Directions — Pick out all lines of the entries that include the word "operations" and copy them.

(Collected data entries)

// Copyright (c) 2025 Erick Bourgeois, firestoned
// SPDX-License-Identifier: MIT

//! # Dubber - dynamic DNS for orchestrated services
//!
//! Dubber continuously reconciles authoritative DNS zones in cloud
//! providers against a desired state derived from live orchestration
//! platforms. Discoverers pull state from Kubernetes or Marathon and
//! render it through a zone template; the reconciler diffs the result
//! against the remote zone per record group and applies the minimal change
//! set, so records dubber owns are created, updated and removed while
//! foreign records in the same zone are left untouched.
//!
//! ## Modules
//!
//! - [`zone`] - the in-memory record and zone model
//! - [`zonefile`] - the RFC 1035 master-file parser
//! - [`template`] - the zone template adapter
//! - [`discoverer`] - state pullers and the discover pipeline
//! - [`kubernetes`], [`marathon`] - the discoverer backends
//! - [`provisioner`] - the DNS backend contract and ownership policy
//! - [`route53`], [`gclouddns`] - the provisioner backends
//! - [`reconcile`] - per-zone reconciliation
//! - [`server`] - the scheduler and metrics endpoint
//! - [`config`] - YAML configuration and builders
//!
//! ## Example
//!
//! ```rust,no_run
//! use dubber::config::Config;
//!
//! let cfg = Config::from_yaml(
//!     r#"
//! provisioners:
//!   route53:
//!     - zone: example.com.
//! "#,
//! )
//! .expect("config parses");
//! assert_eq!(cfg.provisioned_zones(), vec!["example.com.".to_string()]);
//! ```

pub mod config;
pub mod constants;
pub mod discoverer;
pub mod gclouddns;
pub mod kubernetes;
pub mod marathon;
pub mod metrics;
pub mod provisioner;
pub mod reconcile;
pub mod route53;
pub mod server;
pub mod template;
pub mod zone;
pub mod zonefile;

#[cfg(test)]
mod reconcile_tests;
#[cfg(test)]
mod template_tests;
#[cfg(test)]
mod zonefile_tests;
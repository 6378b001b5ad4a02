// Copyright (c) 2025 Erick Bourgeois, firestoned
// SPDX-License-Identifier: MIT

//! Template engine adapter.
//!
//! Discoverer configs carry a text template that turns the pulled
//! orchestrator state into master-file zone text. Templates are compiled
//! once at startup (a compile error is a fatal configuration error) and
//! rendered on every pull with the state as the template context.

use serde_json::Value;
use tera::{Context, Tera};

/// A pre-compiled zone template.
pub struct ZoneTemplate {
    tera: Tera,
}

impl std::fmt::Debug for ZoneTemplate {
    fn fmt(&self, f: &mut std::fmt::Formatter<'_>) -> std::fmt::Result {
        f.debug_struct("ZoneTemplate").finish_non_exhaustive()
    }
}

/// The internal name under which the single template is registered.
const TEMPLATE_NAME: &str = "zone";

impl ZoneTemplate {
    /// Compile a template from its configuration string.
    pub fn compile(source: &str) -> Result<Self, tera::Error> {
        let mut tera = Tera::default();
        tera.add_raw_template(TEMPLATE_NAME, source)?;
        Ok(ZoneTemplate { tera })
    }

    /// Render the template with the given state as context.
    ///
    /// The state must be a JSON object; its top-level keys become template
    /// variables.
    pub fn render(&self, state: &Value) -> Result<String, tera::Error> {
        let context = Context::from_value(state.clone())?;
        self.tera.render(TEMPLATE_NAME, &context)
    }
}

/// Render a one-off template string with the given context value.
///
/// Used for the owner-flag regex templates in provisioner configs.
pub fn render_str(source: &str, context: &Value) -> Result<String, tera::Error> {
    ZoneTemplate::compile(source)?.render(context)
}
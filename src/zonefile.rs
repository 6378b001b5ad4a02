// Copyright (c) 2025 Erick Bourgeois, firestoned
// SPDX-License-Identifier: MIT

//! RFC 1035 master-file parser.
//!
//! Parses the zone text rendered by discoverer templates (and any
//! human-authored zone data) into the in-memory [`Zone`] model. The trailing
//! `;` comment of a record is significant: it carries the provisioner flags.
//!
//! Supported master-file syntax: `$TTL` and `$ORIGIN` directives, `@` and
//! relative owner names, owner inheritance from the previous record,
//! `[ttl]` and `[class]` header fields in either order, and parenthesized
//! continuations for multi-line records (the SOA form). Comments on the
//! interior lines of a parenthesized record annotate fields and are
//! discarded; a record's flag comment is the one on its final physical
//! line.
//!
//! Parsing is all-or-nothing: every bad line is collected and reported in
//! one aggregate error.

use std::fmt;
use std::str::FromStr;

use hickory_proto::rr::{DNSClass, RecordType};

use crate::zone::{Record, RecordFlags, Zone};

/// One offending line in a zone parse.
#[derive(Debug)]
pub struct ParseIssue {
    pub line: usize,
    pub message: String,
}

impl fmt::Display for ParseIssue {
    fn fmt(&self, f: &mut fmt::Formatter<'_>) -> fmt::Result {
        write!(f, "line {}: {}", self.line, self.message)
    }
}

/// The set of errors seen while parsing zone data.
#[derive(Debug)]
pub struct ZoneParseError {
    issues: Vec<ParseIssue>,
}

impl ZoneParseError {
    pub fn issues(&self) -> &[ParseIssue] {
        &self.issues
    }
}

impl fmt::Display for ZoneParseError {
    fn fmt(&self, f: &mut fmt::Formatter<'_>) -> fmt::Result {
        writeln!(f, "{} errors while processing zone:", self.issues.len())?;
        let mut first = true;
        for issue in &self.issues {
            if !first {
                f.write_str("\n")?;
            }
            first = false;
            write!(f, "{issue}")?;
        }
        Ok(())
    }
}

impl std::error::Error for ZoneParseError {}

/// Parse master-file text into zone data.
///
/// All errors encountered during parsing are collected into the returned
/// [`ZoneParseError`]; any error fails the whole parse.
pub fn parse_zone_data(input: &str) -> Result<Zone, ZoneParseError> {
    let mut parser = Parser::default();
    parser.run(input);
    if parser.issues.is_empty() {
        Ok(Zone::from(parser.records))
    } else {
        Err(ZoneParseError {
            issues: parser.issues,
        })
    }
}

/// A logical record being assembled across parenthesized continuation
/// lines.
struct Pending {
    text: String,
    start_line: usize,
    leading_ws: bool,
    depth: i32,
}

#[derive(Default)]
struct Parser {
    origin: Option<String>,
    default_ttl: Option<u32>,
    last_owner: Option<String>,
    records: Vec<Record>,
    issues: Vec<ParseIssue>,
}

impl Parser {
    fn run(&mut self, input: &str) {
        let mut pending: Option<Pending> = None;

        for (idx, raw) in input.lines().enumerate() {
            let lineno = idx + 1;
            let (code, comment) = split_comment(raw);
            let (text, delta) = scan_parens(code);

            match pending.as_mut() {
                Some(p) => {
                    p.depth += delta;
                    p.text.push(' ');
                    p.text.push_str(&text);
                    if p.depth <= 0 {
                        let done = pending.take().unwrap();
                        self.finish(done, comment);
                    }
                }
                None => {
                    if text.trim().is_empty() {
                        continue;
                    }
                    let item = Pending {
                        text,
                        start_line: lineno,
                        leading_ws: raw.starts_with([' ', '\t']),
                        depth: delta,
                    };
                    if delta > 0 {
                        pending = Some(item);
                    } else if delta < 0 {
                        self.issue(lineno, "unbalanced closing parenthesis");
                    } else {
                        self.finish(item, comment);
                    }
                }
            }
        }

        if let Some(p) = pending {
            self.issue(p.start_line, "unclosed parenthesis");
        }
    }

    fn issue(&mut self, line: usize, message: impl Into<String>) {
        self.issues.push(ParseIssue {
            line,
            message: message.into(),
        });
    }

    fn finish(&mut self, pending: Pending, comment: &str) {
        let line = pending.start_line;
        let tokens: Vec<&str> = pending.text.split_whitespace().collect();
        if tokens.is_empty() {
            self.issue(line, "empty record");
            return;
        }

        if tokens[0].starts_with('$') {
            self.directive(line, &tokens);
            return;
        }

        let (owner, rest) = if pending.leading_ws {
            match self.last_owner.clone() {
                Some(owner) => (owner, &tokens[..]),
                None => {
                    self.issue(line, "record has no owner name");
                    return;
                }
            }
        } else {
            match self.qualify(tokens[0]) {
                Some(owner) => (owner, &tokens[1..]),
                None => {
                    self.issue(
                        line,
                        format!("relative owner name {:?} without $ORIGIN", tokens[0]),
                    );
                    return;
                }
            }
        };

        let mut ttl: Option<u32> = None;
        let mut class: Option<DNSClass> = None;
        let mut rrtype: Option<RecordType> = None;
        let mut rdata_tokens: &[&str] = &[];

        for (i, tok) in rest.iter().enumerate() {
            let upper = tok.to_ascii_uppercase();
            if ttl.is_none() {
                if let Ok(n) = upper.parse::<u32>() {
                    ttl = Some(n);
                    continue;
                }
            }
            if class.is_none() {
                if let Ok(c) = DNSClass::from_str(&upper) {
                    class = Some(c);
                    continue;
                }
            }
            match RecordType::from_str(&upper) {
                Ok(t) => {
                    rrtype = Some(t);
                    rdata_tokens = &rest[i + 1..];
                }
                Err(_) => {
                    self.issue(line, format!("unknown record type {tok:?}"));
                    return;
                }
            }
            break;
        }

        let Some(rrtype) = rrtype else {
            self.issue(line, "missing record type");
            return;
        };
        let Some(ttl) = ttl.or(self.default_ttl) else {
            self.issue(line, "no TTL specified and no $TTL default");
            return;
        };
        if rdata_tokens.is_empty() {
            self.issue(line, "missing rdata");
            return;
        }

        let record = Record::new(
            owner.clone(),
            class.unwrap_or(DNSClass::IN),
            rrtype,
            ttl,
            rdata_tokens.join(" "),
        )
        .with_flags(RecordFlags::parse(comment));

        self.records.push(record);
        self.last_owner = Some(owner);
    }

    fn directive(&mut self, line: usize, tokens: &[&str]) {
        let name = tokens[0].to_ascii_uppercase();
        match name.as_str() {
            "$TTL" => match tokens.get(1).and_then(|t| t.parse::<u32>().ok()) {
                Some(ttl) => self.default_ttl = Some(ttl),
                None => self.issue(line, "$TTL requires a numeric value"),
            },
            "$ORIGIN" => match tokens.get(1) {
                Some(origin) if origin.ends_with('.') => {
                    self.origin = Some((*origin).to_string());
                }
                Some(origin) => {
                    self.issue(line, format!("$ORIGIN {origin:?} is not fully qualified"));
                }
                None => self.issue(line, "$ORIGIN requires a domain name"),
            },
            _ => self.issue(line, format!("unsupported directive {:?}", tokens[0])),
        }
    }

    /// Resolve an owner token to a fully qualified name, or `None` when a
    /// relative name has no origin to hang off.
    fn qualify(&self, token: &str) -> Option<String> {
        if token == "@" {
            return Some(self.origin.clone().unwrap_or_else(|| ".".to_string()));
        }
        if token.ends_with('.') {
            return Some(token.to_string());
        }
        self.origin.as_ref().map(|origin| format!("{token}.{origin}"))
    }
}

/// Split a physical line into its code part and the comment following the
/// first `;` outside quotes. The returned comment excludes the `;`.
fn split_comment(line: &str) -> (&str, &str) {
    let mut in_quotes = false;
    let mut escaped = false;
    for (i, c) in line.char_indices() {
        if escaped {
            escaped = false;
            continue;
        }
        match c {
            '\\' => escaped = true,
            '"' => in_quotes = !in_quotes,
            ';' if !in_quotes => return (&line[..i], &line[i + 1..]),
            _ => {}
        }
    }
    (line, "")
}

/// Replace parentheses outside quotes with spaces, returning the cleaned
/// text and the nesting delta of the line.
fn scan_parens(code: &str) -> (String, i32) {
    let mut out = String::with_capacity(code.len());
    let mut depth = 0;
    let mut in_quotes = false;
    let mut escaped = false;
    for c in code.chars() {
        if escaped {
            escaped = false;
            out.push(c);
            continue;
        }
        match c {
            '\\' => {
                escaped = true;
                out.push(c);
            }
            '"' => {
                in_quotes = !in_quotes;
                out.push(c);
            }
            '(' if !in_quotes => {
                depth += 1;
                out.push(' ');
            }
            ')' if !in_quotes => {
                depth -= 1;
                out.push(' ');
            }
            _ => out.push(c),
        }
    }
    (out, depth)
}
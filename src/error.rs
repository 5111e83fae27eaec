//! Error handling for the starter application.
//! Defines custom error types and results used throughout the application.

use std::path::PathBuf;

use thiserror::Error;

/// Custom error types for starter operations.
///
/// Rename and content failures are kept as separate variants: the tree walk
/// records a [`Error::RenameError`] and carries on, while a
/// [`Error::ContentError`] stops it.
#[derive(Error, Debug)]
pub enum Error {
    /// Represents errors that occur during file system operations
    #[error("IO error: {0}.")]
    IoError(#[from] std::io::Error),

    /// Represents errors in the template configuration document
    #[error("Configuration error: {0}.")]
    ConfigError(String),

    /// The template configuration document could not be found
    #[error("{config_file} does not exist in '{dir}', is this a template directory?")]
    ConfigNotFoundError { config_file: String, dir: String },

    /// A question carries a validation pattern that is not a valid regular expression
    #[error("Unable to parse regexp for variable '{name}', questions file is invalid: {source}.")]
    PatternError {
        name: String,
        #[source]
        source: regex::Error,
    },

    /// The operator's input stream ended while an answer was expected
    #[error("Input stream closed while waiting for '{name}'.")]
    InputClosedError { name: String },

    /// A path could not be renamed; the walk continues
    #[error("Unable to rename path '{}' to '{}': {source}.", from.display(), to.display())]
    RenameError {
        from: PathBuf,
        to: PathBuf,
        #[source]
        source: std::io::Error,
    },

    /// A file's content could not be read or written; the walk stops
    #[error("Unable to update file '{}': {source}.", path.display())]
    ContentError {
        path: PathBuf,
        #[source]
        source: std::io::Error,
    },

    /// The template reference or destination is unusable
    #[error("Template error: {0}.")]
    TemplateError(String),

    /// Cloning the template repository failed
    #[error("Unable to clone template repository '{url}': {source}.")]
    CheckoutError {
        url: String,
        #[source]
        source: git2::Error,
    },

    /// A task could not be started or exited with a failure
    #[error("Task '{command}' failed: {reason}.")]
    TaskError { command: String, reason: String },

    /// Errors from the terminal prompt
    #[error("Prompt error: {0}.")]
    PromptError(#[from] dialoguer::Error),
}

/// Convenience type alias for Results with Error as the error type.
pub type Result<T> = std::result::Result<T, Error>;

/// Default error handler that prints the error and exits the program.
///
/// # Arguments
/// * `err` - The Error to handle
///
/// # Behavior
/// Prints the error message to stderr and exits with status code 1
pub fn default_error_handler(err: Error) {
    eprintln!("{err}");
    std::process::exit(1);
}
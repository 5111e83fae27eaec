//! Template loading for starter.
//! Resolves short template references to clone URLs and checks templates out
//! into the destination directory.
use crate::constants::{DEFAULT_HOST, DEFAULT_OWNER, DEFAULT_SCHEME};
use crate::error::{Error, Result};
use log::debug;
use std::fs;
use std::path::{Path, PathBuf};
use url::{ParseError, Url};

/// Turns a template reference into a clone URL.
///
/// * `owner/name` and `name` become `https://github.com/owner/name`, a bare
///   name getting the default owner
/// * `//host/path` gets the default scheme
/// * a full URL is returned unchanged
/// * anything that cannot be parsed as a URL, such as the scp-like
///   `git@host:owner/repo`, is returned unchanged
pub fn resolve_template_url(template: &str) -> String {
    match Url::parse(template) {
        Ok(url) if url.has_host() || url.cannot_be_a_base() => template.to_string(),
        Ok(mut url) => match url.set_host(Some(DEFAULT_HOST)) {
            Ok(()) => url.to_string(),
            Err(_) => template.to_string(),
        },
        Err(ParseError::RelativeUrlWithoutBase) => resolve_relative(template),
        Err(e) => {
            debug!("Using template reference '{template}' as is: {e}");
            template.to_string()
        }
    }
}

fn resolve_relative(template: &str) -> String {
    let resolved = if let Some(authority) = template.strip_prefix("//") {
        format!("{DEFAULT_SCHEME}://{authority}")
    } else {
        let path = template.trim_start_matches('/');
        let first_segment = path.split('/').next().unwrap_or_default();

        // A colon here is the scp-like `host:path` form, which is not a URL.
        if first_segment.contains(':') {
            return template.to_string();
        }

        if path.contains('/') {
            format!("{DEFAULT_SCHEME}://{DEFAULT_HOST}/{path}")
        } else {
            format!("{DEFAULT_SCHEME}://{DEFAULT_HOST}/{DEFAULT_OWNER}/{path}")
        }
    };

    match Url::parse(&resolved) {
        Ok(url) => url.to_string(),
        Err(e) => {
            debug!("Using template reference '{template}' as is: {e}");
            template.to_string()
        }
    }
}

/// Trait for getting a template into its destination directory.
pub trait TemplateLoader {
    /// Returns the directory holding the template.
    fn load(&self) -> Result<PathBuf>;
}

/// Clones a git repository into the destination.
pub struct GitLoader<'a> {
    url: &'a str,
    branch: &'a str,
    destination: &'a Path,
}

impl<'a> GitLoader<'a> {
    pub fn new(url: &'a str, branch: &'a str, destination: &'a Path) -> Self {
        Self { url, branch, destination }
    }
}

impl TemplateLoader for GitLoader<'_> {
    /// Shallow-clones the branch and removes the clone's `.git` directory, so
    /// the destination starts as a plain tree.
    ///
    /// # Errors
    /// * `Error::CheckoutError` if the clone fails
    /// * `Error::IoError` if the `.git` directory cannot be removed
    fn load(&self) -> Result<PathBuf> {
        debug!("Cloning '{}' ({}) into '{}'", self.url, self.branch, self.destination.display());

        let mut attempts = 0;
        let mut callbacks = git2::RemoteCallbacks::new();
        callbacks.credentials(move |_url, username_from_url, allowed_types| {
            // libgit2 keeps asking as long as credentials are handed out.
            attempts += 1;
            if attempts > 1 {
                return Err(git2::Error::from_str("authentication failed"));
            }

            if allowed_types.contains(git2::CredentialType::SSH_KEY) {
                git2::Cred::ssh_key_from_agent(username_from_url.unwrap_or("git"))
            } else {
                git2::Cred::default()
            }
        });

        let mut fetch_opts = git2::FetchOptions::new();
        fetch_opts.remote_callbacks(callbacks);
        fetch_opts.depth(1);

        let mut builder = git2::build::RepoBuilder::new();
        builder.fetch_options(fetch_opts);
        builder.branch(self.branch);

        builder
            .clone(self.url, self.destination)
            .map_err(|source| Error::CheckoutError { url: self.url.to_string(), source })?;

        fs::remove_dir_all(self.destination.join(".git"))?;

        Ok(self.destination.to_path_buf())
    }
}

/// Uses a destination that already holds the template.
pub struct LocalLoader<'a> {
    destination: &'a Path,
}

impl<'a> LocalLoader<'a> {
    pub fn new(destination: &'a Path) -> Self {
        Self { destination }
    }
}

impl TemplateLoader for LocalLoader<'_> {
    fn load(&self) -> Result<PathBuf> {
        if !self.destination.is_dir() {
            return Err(Error::TemplateError(format!(
                "destination '{}' does not exist, it can not be used without cloning",
                self.destination.display()
            )));
        }

        Ok(self.destination.to_path_buf())
    }
}

/// Returns the destination directory holding the template, cloning it first
/// unless `skip_clone` is set.
pub fn load_template(
    url: &str,
    branch: &str,
    destination: &Path,
    skip_clone: bool,
) -> Result<PathBuf> {
    let loader: Box<dyn TemplateLoader + '_> = if skip_clone {
        Box::new(LocalLoader::new(destination))
    } else {
        Box::new(GitLoader::new(url, branch, destination))
    };

    loader.load()
}
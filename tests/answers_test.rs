use starter::answers::{ask, get_answers, is_valid};
use starter::config::Question;
use starter::error::Error;
use starter::prompt::Console;
use starter::vars::Vars;
use std::io::Cursor;

fn question(name: &str, pattern: Option<&str>) -> Question {
    Question {
        name: name.to_string(),
        message: format!("What is {name}?"),
        pattern: pattern.map(String::from),
        validation_message: "Try again.".to_string(),
        ..Question::default()
    }
}

fn console(input: &str) -> Console<Cursor<Vec<u8>>, Vec<u8>> {
    Console::new(Cursor::new(input.as_bytes().to_vec()), Vec::new())
}

fn output(console: Console<Cursor<Vec<u8>>, Vec<u8>>) -> String {
    String::from_utf8(console.into_writer()).unwrap()
}

#[test]
fn test_without_pattern_any_answer_is_valid() {
    let q = question("name", None);
    assert!(is_valid(&q, "anything").unwrap());
    assert!(is_valid(&q, "").unwrap());
}

#[test]
fn test_pattern_is_a_containment_match() {
    let q = question("name", Some("abc"));
    assert!(is_valid(&q, "abc").unwrap());
    assert!(is_valid(&q, "xyzabc").unwrap());
    assert!(!is_valid(&q, "xyz").unwrap());

    let anchored = question("name", Some("^[a-z]+$"));
    assert!(!is_valid(&anchored, "Abc").unwrap());
}

#[test]
fn test_malformed_pattern_fails() {
    let q = question("name", Some("[a-z"));
    assert!(matches!(is_valid(&q, "abc"), Err(Error::PatternError { .. })));

    let mut console = console("abc\n");
    assert!(matches!(ask(&mut console, &q), Err(Error::PatternError { .. })));
}

#[test]
fn test_prompt_shows_help_and_default() {
    let q = Question {
        default: "awesome".to_string(),
        help_message: "Lower case only".to_string(),
        ..question("app_name", None)
    };
    let mut console = console("\n");

    assert_eq!(ask(&mut console, &q).unwrap(), "awesome");
    assert_eq!(
        output(console),
        "What is app_name?\nHelp: Lower case only\nDefault: awesome\nEnter app_name: "
    );
}

#[test]
fn test_invalid_answer_is_asked_again() {
    let q = question("port", Some("^[0-9]+$"));
    let mut console = console("http\n8080\n");

    assert_eq!(ask(&mut console, &q).unwrap(), "8080");

    let printed = output(console);
    assert_eq!(printed.matches("What is port?").count(), 2);
    assert!(printed.contains("Invalid input! Try again."));
}

#[test]
fn test_closed_input_ends_the_loop() {
    let q = question("port", Some("^[0-9]+$"));
    let mut console = console("http\n");

    assert!(matches!(ask(&mut console, &q), Err(Error::InputClosedError { .. })));
}

#[test]
fn test_get_answers_in_order() {
    let questions = vec![question("first", None), question("second", None)];
    let mut console = console("one\ntwo\n");

    let answers = get_answers(&mut console, &questions, Vars::new()).unwrap();

    assert_eq!(answers["first"], "one");
    assert_eq!(answers["second"], "two");
    let printed = output(console);
    assert!(printed.find("What is first?").unwrap() < printed.find("What is second?").unwrap());
}

#[test]
fn test_valid_prefilled_value_is_not_asked() {
    let questions = vec![question("port", Some("^[0-9]+$"))];
    let mut vars = Vars::new();
    vars.insert("port".to_string(), "8080".to_string());
    let mut console = console("");

    let answers = get_answers(&mut console, &questions, vars).unwrap();

    assert_eq!(answers["port"], "8080");
    assert_eq!(output(console), "");
}

#[test]
fn test_invalid_prefilled_value_is_asked() {
    let questions = vec![question("port", Some("^[0-9]+$")), question("other", None)];
    let mut vars = Vars::new();
    vars.insert("port".to_string(), "http".to_string());
    vars.insert("other".to_string(), "kept".to_string());
    let mut console = console("9090\n");

    let answers = get_answers(&mut console, &questions, vars).unwrap();

    assert_eq!(answers["port"], "9090");
    assert_eq!(answers["other"], "kept");
    let printed = output(console);
    assert!(printed.starts_with("Invalid input! Try again.\nWhat is port?"));
    assert!(!printed.contains("What is other?"));
}

#[test]
fn test_unrelated_vars_are_kept() {
    let mut vars = Vars::new();
    vars.insert("template_url".to_string(), "https://github.com/o/r".to_string());
    let mut console = console("value\n");

    let answers = get_answers(&mut console, &[question("name", None)], vars).unwrap();

    assert_eq!(answers.len(), 2);
    assert_eq!(answers["template_url"], "https://github.com/o/r");
}
/// Initializes the global logger. Both binaries call this once on startup.
pub fn init_logger(verbose: bool) {
    env_logger::Builder::new()
        .filter_level(if verbose { log::LevelFilter::Debug } else { log::LevelFilter::Info })
        .format_timestamp(None)
        .init();
}
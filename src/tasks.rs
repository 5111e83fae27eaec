//! Post-processing tasks declared in the template configuration.

use crate::config::Task;
use crate::constants::ENV_PREFIX;
use crate::error::{Error, Result};
use crate::prompt::Prompter;
use crate::vars::{export_env, Vars};
use log::debug;
use regex::{Captures, Regex};
use std::path::Path;
use std::process::{Command, Stdio};

/// Replaces `$NAME` with the variable's value in every argument.
///
/// Each argument is scanned once, so a substituted value is never searched
/// for further `$NAME` references. Longer names win over their prefixes:
/// `$APP_NAME` is not read as `$APP` followed by `_NAME`. This is a plain text
/// replacement, nothing is quoted.
///
/// # Errors
/// * `Error::ConfigError` if the variable names cannot be compiled into a matcher
pub fn substitute_args(args: &[String], vars: &Vars) -> Result<Vec<String>> {
    let mut names: Vec<&str> =
        vars.keys().map(String::as_str).filter(|name| !name.is_empty()).collect();
    if names.is_empty() {
        return Ok(args.to_vec());
    }
    names.sort_by(|a, b| b.len().cmp(&a.len()).then_with(|| a.cmp(b)));

    let alternation = names.iter().map(|name| regex::escape(name)).collect::<Vec<_>>().join("|");
    let pattern = Regex::new(&format!(r"\$({alternation})")).map_err(|e| {
        Error::ConfigError(format!("Unable to prepare task argument substitution: {e}"))
    })?;

    Ok(args
        .iter()
        .map(|arg| {
            pattern
                .replace_all(arg, |caps: &Captures| vars[&caps[1]].clone())
                .into_owned()
        })
        .collect())
}

/// Runs one task to completion with inherited stdio.
///
/// The child sees the current environment plus every variable exported as
/// `STARTER_<NAME>`, and runs in `work_dir`.
///
/// # Errors
/// * `Error::ConfigError` if the task has no command
/// * `Error::TaskError` if the command cannot be started or does not succeed
pub fn run_task<P: AsRef<Path>>(task: &Task, vars: &Vars, work_dir: P) -> Result<()> {
    let program = match task.command.program() {
        Some(program) if !program.is_empty() => program,
        _ => return Err(Error::ConfigError("Task command can not be empty".to_string())),
    };
    let args = substitute_args(task.command.args(), vars)?;

    debug!("Executing {program} {args:?}");

    let status = Command::new(program)
        .args(&args)
        .envs(export_env(ENV_PREFIX, vars))
        .current_dir(work_dir)
        .stdin(Stdio::inherit())
        .stdout(Stdio::inherit())
        .stderr(Stdio::inherit())
        .status()
        .map_err(|e| Error::TaskError {
            command: task.command.to_string(),
            reason: e.to_string(),
        })?;

    if !status.success() {
        return Err(Error::TaskError {
            command: task.command.to_string(),
            reason: format!("exited with {status}"),
        });
    }

    Ok(())
}

/// Runs the tasks in order and stops at the first failure.
pub fn run_tasks<P: AsRef<Path>>(
    prompt: &mut dyn Prompter,
    tasks: &[Task],
    vars: &Vars,
    work_dir: P,
) -> Result<()> {
    for task in tasks {
        let name = task.command.program().unwrap_or_default();
        prompt.title(&format!("Running task {name}..."));
        run_task(task, vars, work_dir.as_ref())?;
    }

    Ok(())
}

Finished exercise —
/// Custom error types for starter operations.
    /// Represents errors that occur during file system operations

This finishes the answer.